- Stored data
//! Tokenizer configuration.
//!
//! Only three knobs cross the core boundary; everything else is derived from
//! the input bytes and the language flags.

use std::collections::HashMap;

use anyhow::{Context, Result};

use crate::token::TokenKind;

#[derive(Clone, Debug)]
pub struct Config {
    /// Column width of a tab stop when computing source columns.
    pub input_tab_size: u32,
    /// Primary string escape character.
    pub string_escape_char: u8,
    /// Secondary escape, e.g. `"` for doubled quotes in C# verbatim strings.
    pub string_escape_char2: u8,
    /// User-supplied identifiers with forced kinds (from `--types`).
    pub extra_keywords: HashMap<String, TokenKind>,
}

impl Default for Config {
    fn default() -> Self {
        Config {
            input_tab_size: 8,
            string_escape_char: b'\\',
            string_escape_char2: 0,
            extra_keywords: HashMap::new(),
        }
    }
}

impl Config {
    /// Load a type file: one entry per line, `#` comments allowed.
    ///
    /// A bare word is registered as a type name. A `kind word` pair forces a
    /// specific kind; recognized kinds are `type`, `macro-func`, `func-wrap`,
    /// `type-wrap` and `proto-wrap`.
    pub fn load_type_file(&mut self, path: &std::path::Path) -> Result<usize> {
        let data = std::fs::read_to_string(path)
            .with_context(|| format!("failed to read type file {}", path.display()))?;
        let mut count = 0;
        for line in data.lines() {
            let line = line.trim();
            if line.is_empty() || line.starts_with('#') {
                continue;
            }
            let mut parts = line.split_whitespace();
            let first = parts.next().unwrap();
            let (kind, word) = match parts.next() {
                None => (TokenKind::Type, first),
                Some(word) => {
                    let kind = match first {
                        "type" => TokenKind::Type,
                        "macro-func" => TokenKind::MacroFunc,
                        "func-wrap" => TokenKind::FuncWrap,
                        "type-wrap" => TokenKind::TypeWrap,
                        "proto-wrap" => TokenKind::ProtoWrap,
                        other => {
                            log::warn!("{}: unknown type-file kind '{other}'", path.display());
                            continue;
                        }
                    };
                    (kind, word)
                }
            };
            self.extra_keywords.insert(word.to_string(), kind);
            count += 1;
        }
        Ok(count)
    }
}

/// Advance to the next tab stop. Column 1 is the left-most column.
pub fn next_tab_column(col: u32, tabsize: u32) -> u32 {
    let col = col.max(1);
    1 + (((col - 1) / tabsize) + 1) * tabsize
}

#[cfg(test)]
mod tests {
    use super::*;
    use std::io::Write;

    #[test]
    fn tab_stops() {
        assert_eq!(next_tab_column(1, 8), 9);
        assert_eq!(next_tab_column(8, 8), 9);
        assert_eq!(next_tab_column(9, 8), 17);
        assert_eq!(next_tab_column(0, 4), 5);
    }

    #[test]
    fn type_file_entries() {
        let mut file = tempfile::NamedTempFile::new().unwrap();
        writeln!(file, "# comment\nmy_handle_t\nfunc-wrap WRAPPED").unwrap();
        let mut config = Config::default();
        let n = config.load_type_file(file.path()).unwrap();
        assert_eq!(n, 2);
        assert_eq!(config.extra_keywords["my_handle_t"], TokenKind::Type);
        assert_eq!(config.extra_keywords["WRAPPED"], TokenKind::FuncWrap);
    }
}
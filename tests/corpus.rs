//! Corpus-style tests: aggregate declaration/definition/reference shapes,
//! stream invariants, and classifier idempotence.

use symdex::config::Config;
use symdex::context::FileContext;
use symdex::lang::LangFlags;
use symdex::output::{self, Entry};
use symdex::pipeline::classify;
use symdex::scope::assign_scope;
use symdex::stream::Nav;
use symdex::symbols::{combine_labels, fix_symbols};
use symdex::token::{IdKind, IdRole, TokenFlags, TokenKind};

fn context(src: &str, lang: LangFlags) -> FileContext {
    let mut ctx = FileContext::new("test", lang, Config::default());
    classify(&mut ctx, src.as_bytes());
    ctx
}

fn emit(src: &str, lang: LangFlags) -> Vec<Entry> {
    let ctx = context(src, lang);
    let mut entries = Vec::new();
    output::emit(&ctx, &mut entries).unwrap();
    entries
}

fn roles_of(entries: &[Entry], ident: &str) -> Vec<(IdKind, IdRole)> {
    entries
        .iter()
        .filter(|e| e.identifier == ident)
        .map(|e| (e.kind, e.role))
        .collect()
}

const ENUM_SRC: &str = "\
enum enua;

enum enua
{
    ENUA_A,
    ENUA_B,
};

typedef enum enua enua;

void function(void)
{
    enum enua a1;
}
";

#[test]
fn enum_proto_def_ref() {
    let entries = emit(ENUM_SRC, LangFlags::C);
    let enua = roles_of(&entries, "enua");
    assert_eq!(enua[0], (IdKind::Enum, IdRole::Declaration));
    assert_eq!(enua[1], (IdKind::Enum, IdRole::Definition));
    // the typedef line: tag reference plus the alias definition
    assert!(enua.contains(&(IdKind::Enum, IdRole::Reference)));
    assert!(enua.contains(&(IdKind::EnumType, IdRole::Definition)));
    // the local: a tag reference and a variable definition
    assert_eq!(
        roles_of(&entries, "a1"),
        vec![(IdKind::Var, IdRole::Definition)]
    );

    for val in ["ENUA_A", "ENUA_B"] {
        assert_eq!(roles_of(&entries, val), vec![(IdKind::EnumVal, IdRole::Definition)]);
    }
}

const STRUCT_SRC: &str = "\
struct strua;

struct strua
{
    int a;
    int b;
};

typedef struct strua strua;

typedef struct
{
    int a;
} strub;

struct strud
{
    int a;
    struct strue
    {
        int a;
    } e;
};
";

#[test]
fn struct_shapes() {
    let entries = emit(STRUCT_SRC, LangFlags::C);
    let strua = roles_of(&entries, "strua");
    assert_eq!(strua[0], (IdKind::Struct, IdRole::Declaration));
    assert_eq!(strua[1], (IdKind::Struct, IdRole::Definition));
    assert!(strua.contains(&(IdKind::Struct, IdRole::Reference)));
    assert!(strua.contains(&(IdKind::StructType, IdRole::Definition)));

    assert_eq!(
        roles_of(&entries, "strub"),
        vec![(IdKind::StructType, IdRole::Definition)]
    );

    // nested definition inside a body
    assert_eq!(
        roles_of(&entries, "strue"),
        vec![(IdKind::Struct, IdRole::Definition)]
    );
    // the member of the inner struct lives in the inner scope
    let inner_a = entries
        .iter()
        .filter(|e| e.identifier == "a" && e.scope.contains("strue"))
        .count();
    assert_eq!(inner_a, 1);
}

const FUNCTION_SRC: &str = "\
int functiona(int a, int b);

static int functionc(int a, int b)
{
    return a + b;
}

int functiong(
    int a,
#if defined(DEFINE)
    int b,
#endif
    int c)
{
    int d = functiona(a, c);
    return d;
}
";

#[test]
fn function_shapes() {
    let entries = emit(FUNCTION_SRC, LangFlags::C);

    let fa = roles_of(&entries, "functiona");
    assert_eq!(fa[0], (IdKind::Function, IdRole::Declaration));
    assert!(fa.contains(&(IdKind::Function, IdRole::Reference)));

    assert_eq!(
        roles_of(&entries, "functionc"),
        vec![(IdKind::Function, IdRole::Definition)]
    );

    // params survive a preprocessor split in the middle of the list
    let fg = roles_of(&entries, "functiong");
    assert_eq!(fg, vec![(IdKind::Function, IdRole::Definition)]);

    let d = roles_of(&entries, "d");
    assert_eq!(d[0], (IdKind::Var, IdRole::Definition));
}

#[test]
fn delimiter_levels_match_everywhere() {
    let ctx = context(FUNCTION_SRC, LangFlags::C);
    for id in ctx.tokens.ids() {
        let tok = ctx.tokens.tok(id);
        if tok.kind.matching_close().is_some() && !tok.is_preproc() {
            let close = ctx
                .tokens
                .skip_to_match(id, Nav::Preproc)
                .unwrap_or_else(|| panic!("unmatched {:?} at line {}", tok.text, tok.line));
            assert_eq!(tok.level, ctx.tokens.tok(close).level);
        }
    }
}

#[test]
fn preproc_flag_implies_directive_on_line() {
    let ctx = context(FUNCTION_SRC, LangFlags::C);
    for id in ctx.tokens.ids() {
        let tok = ctx.tokens.tok(id);
        if !tok.is_preproc() {
            continue;
        }
        // walk back to a PREPROC token without crossing a newline
        let mut cur = ctx.tokens.prev(id, Nav::All);
        let mut found = tok.kind == TokenKind::Preproc;
        while let Some(p) = cur {
            let ptok = ctx.tokens.tok(p);
            if ptok.kind == TokenKind::Newline {
                break;
            }
            if ptok.kind == TokenKind::Preproc {
                found = true;
                break;
            }
            cur = ctx.tokens.prev(p, Nav::All);
        }
        assert!(found, "token {:?} flagged IN_PREPROC with no directive", tok.text);
    }
}

#[test]
fn scope_totality() {
    for src in [ENUM_SRC, STRUCT_SRC, FUNCTION_SRC] {
        let ctx = context(src, LangFlags::C);
        for id in ctx.tokens.ids() {
            assert!(!ctx.tokens.tok(id).scope.is_empty());
        }
    }
}

#[test]
fn classifier_is_idempotent() {
    for (src, lang) in [
        (ENUM_SRC, LangFlags::C),
        (STRUCT_SRC, LangFlags::C),
        (FUNCTION_SRC, LangFlags::C),
        ("namespace N { class C { void m(); C(); }; }", LangFlags::CPP),
    ] {
        let mut ctx = context(src, lang);
        let snapshot: Vec<_> = ctx
            .tokens
            .ids()
            .map(|id| {
                let t = ctx.tokens.tok(id);
                (t.kind, t.parent, t.text.clone(), t.scope.clone())
            })
            .collect();

        fix_symbols(&mut ctx);
        combine_labels(&mut ctx);
        assign_scope(&mut ctx);

        let again: Vec<_> = ctx
            .tokens
            .ids()
            .map(|id| {
                let t = ctx.tokens.tok(id);
                (t.kind, t.parent, t.text.clone(), t.scope.clone())
            })
            .collect();
        assert_eq!(snapshot, again, "classifier not stable for {src:?}");
    }
}

#[test]
fn lvalue_marking() {
    let ctx = context("int x; x = y + 1;", LangFlags::C);
    let x_tokens: Vec<_> = ctx
        .tokens
        .ids()
        .filter(|&id| ctx.tokens.tok(id).text == "x")
        .collect();
    assert_eq!(x_tokens.len(), 2);
    assert!(ctx
        .tokens
        .tok(x_tokens[1])
        .flags
        .contains(TokenFlags::LVALUE));
}

#[test]
fn struct_body_members_are_variables() {
    let entries = emit(
        "struct pair { int first; int second; };",
        LangFlags::C,
    );
    for name in ["first", "second"] {
        assert_eq!(
            roles_of(&entries, name),
            vec![(IdKind::Var, IdRole::Definition)],
            "{name}"
        );
    }
}

#[test]
fn pointer_vs_multiply() {
    // declaration: star binds to the type
    let ctx = context("int *p;", LangFlags::C);
    let star = ctx
        .tokens
        .ids()
        .find(|&id| ctx.tokens.tok(id).text == "*")
        .unwrap();
    assert_eq!(ctx.tokens.tok(star).kind, TokenKind::PtrType);

    // expression: star multiplies
    let ctx = context("void f(void) { r = a * b; }", LangFlags::C);
    let star = ctx
        .tokens
        .ids()
        .find(|&id| ctx.tokens.tok(id).text == "*")
        .unwrap();
    assert_eq!(ctx.tokens.tok(star).kind, TokenKind::Arith);

    // expression start: star derefs
    let ctx = context("void f(void) { *p = 1; }", LangFlags::C);
    let star = ctx
        .tokens
        .ids()
        .find(|&id| ctx.tokens.tok(id).text == "*")
        .unwrap();
    assert_eq!(ctx.tokens.tok(star).kind, TokenKind::Deref);
}

#[test]
fn labels_and_case_colons() {
    let ctx = context(
        "void f(int v) {\nretry:\n  switch (v) { case 1: break; default: break; }\n  goto retry;\n}",
        LangFlags::C,
    );
    let mut saw_label = false;
    let mut saw_case = 0;
    for id in ctx.tokens.ids() {
        match ctx.tokens.tok(id).kind {
            TokenKind::LabelColon => saw_label = true,
            TokenKind::CaseColon => saw_case += 1,
            _ => {}
        }
    }
    assert!(saw_label);
    assert_eq!(saw_case, 2);
}

#[test]
fn ternary_colons_are_conditional() {
    let ctx = context("void f(void) { x = a ? b : c; }", LangFlags::C);
    assert!(ctx
        .tokens
        .ids()
        .any(|id| ctx.tokens.tok(id).kind == TokenKind::CondColon));
}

- ACTIVITY
Among the lines above, count those containing the word "output" and give nothing but the result.

- THE ANSWER
2